* _Work order_: Looking at the records below, say how many lines contain "bordered". Nothing else belongs in the answer.

Saved entries:
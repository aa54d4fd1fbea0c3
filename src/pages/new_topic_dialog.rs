use ratatui::{
    layout::{Constraint, Direction, Layout, Rect},
    style::{Color, Style, Stylize},
    text::{Line, Span},
    widgets::{Block, Clear, Paragraph, Wrap},
    Frame,
};

use crate::config::Theme;
use crate::state::{FormField, TopicFormState};
use crate::ui_utils::{accent, centered_rect, focused_block, input_text};

#[derive(Debug, Default)]
pub struct NewTopicDialog;

impl NewTopicDialog {
    pub fn new() -> Self {
        Self
    }

    pub fn render(&self, frame: &mut Frame, area: Rect, form: &TopicFormState, theme: Theme) {
        let area = centered_rect(70, 70, area);
        frame.render_widget(Clear, area);

        let block = Block::bordered()
            .title("Create topic")
            .title_style(Style::new().bold().fg(accent(theme)))
            .style(Style::new().bg(Color::Black));
        let inner = block.inner(area);
        frame.render_widget(block, area);

        let layout = Layout::default()
            .direction(Direction::Vertical)
            .constraints([
                Constraint::Length(3),
                Constraint::Length(3),
                Constraint::Min(3),
                Constraint::Length(1),
            ])
            .split(inner);

        let title_active = form.field == FormField::Title;
        frame.render_widget(
            Paragraph::new(input_text(&form.title, title_active))
                .block(focused_block("Title", title_active, theme)),
            layout[0],
        );

        let category_active = form.field == FormField::Category;
        let category = Line::from(vec![
            Span::styled("◀ ", Style::new().gray()),
            Span::styled(form.category.label(), Style::new().bold()),
            Span::styled(" ▶", Style::new().gray()),
        ]);
        frame.render_widget(
            Paragraph::new(category).block(focused_block("Category", category_active, theme)),
            layout[1],
        );

        let content_active = form.field == FormField::Content;
        frame.render_widget(
            Paragraph::new(input_text(&form.content, content_active))
                .wrap(Wrap { trim: false })
                .block(focused_block("Content", content_active, theme)),
            layout[2],
        );

        let publish_style = if form.is_submittable() {
            Style::new().bold().green()
        } else {
            Style::new().dark_gray()
        };
        frame.render_widget(
            Line::from(vec![
                Span::styled("Tab next field · ←→ category · ", Style::new().gray()),
                Span::styled("Ctrl-S publish", publish_style),
                Span::styled(" · Esc close", Style::new().gray()),
            ]),
            layout[3],
        );
    }
}
//! Common status symbols used throughout the application

/// Success indicator (✓)
pub const SUCCESS: &str = "✓";

/// Pinned topic marker
pub const PINNED: &str = "⚑";

/// Online member marker
pub const ONLINE: &str = "●";

/// Offline member marker
pub const OFFLINE: &str = "○";

/// Helper function to format success messages
pub fn success(msg: &str) -> String {
    format!("{} {}", SUCCESS, msg)
}

/// Presence marker for a member
pub fn presence(online: bool) -> &'static str {
    if online {
        ONLINE
    } else {
        OFFLINE
    }
}

#[cfg(test)]
mod tests {
    use super::*;

    #[test]
    fn test_success_prefix() {
        assert_eq!(success("done"), "✓ done");
    }

    #[test]
    fn test_presence() {
        assert_eq!(presence(true), ONLINE);
        assert_eq!(presence(false), OFFLINE);
    }
}
use ratatui::{
    layout::{Constraint, Direction, Layout, Rect},
    style::{Color, Style, Stylize},
    text::{Line, Span},
    widgets::{Block, Clear, Paragraph},
    Frame,
};

use crate::ui_utils::centered_rect;

#[derive(Debug, Default)]
pub struct HelpPage;

impl HelpPage {
    pub fn new() -> Self {
        Self
    }

    pub fn render(&self, frame: &mut Frame, area: Rect) {
        let area = centered_rect(70, 80, area);
        frame.render_widget(Clear, area);
        // Fill the overlay to avoid a transparent background bleeding through
        frame.render_widget(Block::default().style(Style::new().bg(Color::Black)), area);

        let sections = Layout::default()
            .direction(Direction::Vertical)
            .constraints([
                Constraint::Length(9),
                Constraint::Length(7),
                Constraint::Min(0),
            ])
            .split(area);

        let key = |k: &'static str, desc: &'static str| {
            Line::from(vec![
                Span::styled(format!("{k:<12}"), Style::new().bold().cyan()),
                Span::raw(desc),
            ])
        };

        let nav_help = vec![
            key("↑↓", "Navigate items / scroll"),
            key("PgUp PgDn", "Scroll rules and comments"),
            key("Tab", "Next page (next field in dialogs)"),
            key("Shift-Tab", "Previous page (previous field)"),
            key("Enter / ↵", "Open topic / send comment"),
            key("Esc", "Back, then menu, then quit"),
            key("q / Ctrl-C", "Quit"),
        ];
        frame.render_widget(
            Paragraph::new(nav_help).block(Block::bordered().title("Navigation")),
            sections[0],
        );

        let action_help = vec![
            Line::from(vec![
                Span::styled("Topics", Style::new().bold().magenta()),
                Span::raw("   Press "),
                Span::styled("n", Style::new().bold()),
                Span::raw(" to create a topic"),
            ]),
            Line::from(vec![
                Span::styled("Dialog", Style::new().bold().magenta()),
                Span::raw("   ←→ change category, "),
                Span::styled("Ctrl-S", Style::new().bold()),
                Span::raw(" publish"),
            ]),
            Line::from(vec![
                Span::styled("Topic", Style::new().bold().magenta()),
                Span::raw("    Type to write a comment, "),
                Span::styled("Enter", Style::new().bold()),
                Span::raw(" to send"),
            ]),
        ];
        frame.render_widget(
            Paragraph::new(action_help).block(Block::bordered().title("Actions")),
            sections[1],
        );

        let tips = vec![
            Line::from("💡 Empty titles, contents and comments are ignored"),
            Line::from("💡 Closing the dialog with Esc keeps your draft"),
            Line::from("💡 Everything lives in memory and is gone when you quit"),
        ];
        frame.render_widget(
            Paragraph::new(tips).block(Block::bordered().title("Tips")),
            sections[2],
        );
    }
}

* _Task response_: 4